__Assigned task__
Lines with "from": pull these out of the listing below.

START Data provided

// SPDX-FileCopyrightText: 2025 Jason Pena <jasonpena@awkless.com>
// SPDX-License-Identifier: MIT

//! Generated configuration files.
//!
//! Every file here is rendered from scratch out of the full identity set by a
//! pure function, and then written in one step. Nothing is patched
//! incrementally, so running a sync twice over the same identities produces
//! byte-identical files.
//!
//! # Managed Blocks
//!
//! The per-identity git configs and `~/.ssh/allowed_signers` belong to gitid
//! outright. However, `~/.gitconfig` and `~/.ssh/config` belong to the user.
//! Gitid only owns a __managed block__ inside of them, delimited by
//! [`BLOCK_BEGIN`] and [`BLOCK_END`]. Only that block is regenerated. Anything
//! outside of it is left alone byte for byte.

use crate::{
    config::{Identities, Identity},
    path::{Layout, PathError},
    store::write_atomic,
    sync::{key::ManagedKey, marker::format_marker},
};

use std::{
    fmt::Write as _,
    fs::read_to_string,
    io::ErrorKind,
    path::{Path, PathBuf},
};
use tracing::{debug, warn};

pub const BLOCK_BEGIN: &str = "# >>> gitid managed block >>>";
pub const BLOCK_END: &str = "# <<< gitid managed block <<<";

/// Render git config of a single identity.
pub fn render_identity_git_config(layout: &Layout, identity: &Identity) -> String {
    let name = identity.name.as_str();
    let mut out = String::new();
    let _ = writeln!(out, "# Managed by gitid {}. Regenerated on every sync.", format_marker(name));
    let _ = writeln!(out, "[user]");
    let _ = writeln!(out, "\tname = {}", quote_git_value(&identity.user));
    let _ = writeln!(out, "\temail = {}", identity.email);
    let _ = writeln!(out, "\tsigningkey = {}", layout.public_key(name).display());
    let _ = writeln!(out, "[core]");
    let _ = writeln!(
        out,
        "\tsshCommand = ssh -i {} -o IdentitiesOnly=yes",
        layout.private_key(name).display()
    );
    let _ = writeln!(out, "[gpg]");
    let _ = writeln!(out, "\tformat = ssh");
    let _ = writeln!(out, "[gpg \"ssh\"]");
    let _ = writeln!(out, "\tallowedSignersFile = {}", layout.allowed_signers().display());
    let _ = writeln!(out, "[commit]");
    let _ = writeln!(out, "\tgpgsign = true");
    let _ = writeln!(out, "[tag]");
    let _ = writeln!(out, "\tgpgsign = true");
    out
}

/// Render managed block of conditional includes for `~/.gitconfig`.
///
/// One `includeIf` section per folder of every identity.
///
/// # Errors
///
/// - Return [`RenderError::Expand`] if a folder pattern cannot be expanded.
pub fn render_global_git_block(layout: &Layout, identities: &Identities) -> Result<String> {
    let mut out = String::new();
    let _ = writeln!(out, "{BLOCK_BEGIN}");
    let _ = writeln!(out, "# Generated by gitid. Edits inside this block are lost on sync.");
    for identity in identities {
        for folder in &identity.folders {
            let folder = layout.expand(folder)?;
            let _ = writeln!(out, "[includeIf \"gitdir:{}\"]", dir_pattern(&folder));
            let _ = writeln!(
                out,
                "\tpath = {}",
                layout.identity_git_config(&identity.name).display()
            );
        }
    }
    let _ = writeln!(out, "{BLOCK_END}");
    Ok(out)
}

/// Render managed block of host aliases for `~/.ssh/config`.
///
/// Each identity gets a `<name>.<domain>` alias bound to its own key. The
/// block ends with `Match all` so that whatever follows it in the file is not
/// swallowed by the last host alias.
pub fn render_ssh_block(layout: &Layout, identities: &Identities) -> String {
    let mut out = String::new();
    let _ = writeln!(out, "{BLOCK_BEGIN}");
    let _ = writeln!(out, "# Generated by gitid. Edits inside this block are lost on sync.");
    for identity in identities {
        let _ = writeln!(out, "Host {}.{}", identity.name, identity.domain);
        let _ = writeln!(out, "    HostName {}", identity.domain);
        let _ = writeln!(out, "    User git");
        let _ = writeln!(out, "    IdentityFile {}", layout.private_key(&identity.name).display());
        let _ = writeln!(out, "    IdentitiesOnly yes");
        let _ = writeln!(out);
    }
    let _ = writeln!(out, "Match all");
    let _ = writeln!(out, "{BLOCK_END}");
    out
}

/// Render allowed signers file from identity emails and their public keys.
///
/// Identities without a readable public key are skipped by the caller.
pub fn render_allowed_signers<'a>(entries: impl IntoIterator<Item = (&'a str, String)>) -> String {
    let mut out = String::from("# Generated by gitid. Regenerated on every sync.\n");
    for (email, key) in entries {
        let _ = writeln!(out, "{email} namespaces=\"git\" {key}");
    }
    out
}

/// Replace managed block inside of existing file content.
///
/// Appends block if file has none yet. A block missing its end delimiter
/// extends to the end of the file.
pub fn splice_managed_block(existing: &str, block: &str) -> String {
    let lines = existing.split_inclusive('\n').collect::<Vec<_>>();
    let Some(begin) = lines.iter().position(|line| line.trim_end() == BLOCK_BEGIN) else {
        let mut out = existing.to_string();
        if !out.is_empty() {
            if !out.ends_with('\n') {
                out.push('\n');
            }
            out.push('\n');
        }
        out.push_str(block);
        return out;
    };

    let end = lines[begin..]
        .iter()
        .position(|line| line.trim_end() == BLOCK_END)
        .map(|offset| begin + offset + 1)
        .unwrap_or(lines.len());

    let mut out = String::with_capacity(existing.len() + block.len());
    out.extend(lines[..begin].iter().copied());
    out.push_str(block);
    out.extend(lines[end..].iter().copied());
    out
}

/// Write git config of a single identity.
///
/// # Errors
///
/// - Return [`RenderError::Write`] if file cannot be written.
pub fn write_identity_git_config(layout: &Layout, identity: &Identity) -> Result<PathBuf> {
    let path = layout.identity_git_config(&identity.name);
    write(&path, render_identity_git_config(layout, identity))?;
    Ok(path)
}

/// Regenerate managed block of `~/.gitconfig`.
///
/// # Errors
///
/// - Return [`RenderError::Expand`] if a folder pattern cannot be expanded.
/// - Return [`RenderError::Read`] if existing file cannot be read.
/// - Return [`RenderError::Write`] if file cannot be written.
pub fn write_global_git_config(layout: &Layout, identities: &Identities) -> Result<PathBuf> {
    let path = layout.global_git_config();
    let block = render_global_git_block(layout, identities)?;
    write(&path, splice_managed_block(&read_or_empty(&path)?, &block))?;
    Ok(path)
}

/// Regenerate managed block of `~/.ssh/config`.
///
/// # Errors
///
/// - Return [`RenderError::Read`] if existing file cannot be read.
/// - Return [`RenderError::Write`] if file cannot be written.
pub fn write_ssh_config(layout: &Layout, identities: &Identities) -> Result<PathBuf> {
    let path = layout.ssh_config();
    let block = render_ssh_block(layout, identities);
    write(&path, splice_managed_block(&read_or_empty(&path)?, &block))?;
    Ok(path)
}

/// Regenerate `~/.ssh/allowed_signers` in full.
///
/// # Errors
///
/// - Return [`RenderError::Write`] if file cannot be written.
pub fn write_allowed_signers(layout: &Layout, identities: &Identities) -> Result<PathBuf> {
    let mut entries = Vec::with_capacity(identities.len());
    for identity in identities {
        match ManagedKey::of(layout, &identity.name).read_public() {
            Ok(key) => entries.push((identity.email.as_str(), key.key_material())),
            Err(err) => warn!("no allowed signer for {}: {err}", identity.name),
        }
    }

    let path = layout.allowed_signers();
    write(&path, render_allowed_signers(entries))?;
    Ok(path)
}

fn dir_pattern(folder: &Path) -> String {
    format!("{}/", folder.to_string_lossy().trim_end_matches('/'))
}

fn quote_git_value(value: &str) -> String {
    if value.starts_with(' ') || value.ends_with(' ') || value.contains(['#', ';', '"', '\\']) {
        let escaped = value.replace('\\', "\\\\").replace('"', "\\\"");
        return format!("\"{escaped}\"");
    }

    value.to_string()
}

fn read_or_empty(path: &Path) -> Result<String> {
    match read_to_string(path) {
        Ok(data) => Ok(data),
        Err(err) if err.kind() == ErrorKind::NotFound => Ok(String::new()),
        Err(source) => Err(RenderError::Read {
            source,
            path: path.to_path_buf(),
        }),
    }
}

fn write(path: &Path, contents: String) -> Result<()> {
    debug!("write {:?}", path.display());
    write_atomic(path, contents).map_err(|source| RenderError::Write {
        source,
        path: path.to_path_buf(),
    })
}

/// Configuration rendering error types.
#[derive(Debug, thiserror::Error)]
pub enum RenderError {
    #[error(transparent)]
    Expand(#[from] PathError),

    #[error("failed to read {:?}", path.display())]
    Read {
        #[source]
        source: std::io::Error,
        path: PathBuf,
    },

    #[error("failed to write {:?}", path.display())]
    Write {
        #[source]
        source: std::io::Error,
        path: PathBuf,
    },
}

/// Friendly result alias :3
pub type Result<T, E = RenderError> = std::result::Result<T, E>;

END Data provided

__Response to the exercise__
//! Every file here is rendered from scratch out of the full identity set by a
/// Render allowed signers file from identity emails and their public keys.
    let mut out = String::from("# Generated by gitid. Regenerated on every sync.\n");
    Expand(#[from] PathError),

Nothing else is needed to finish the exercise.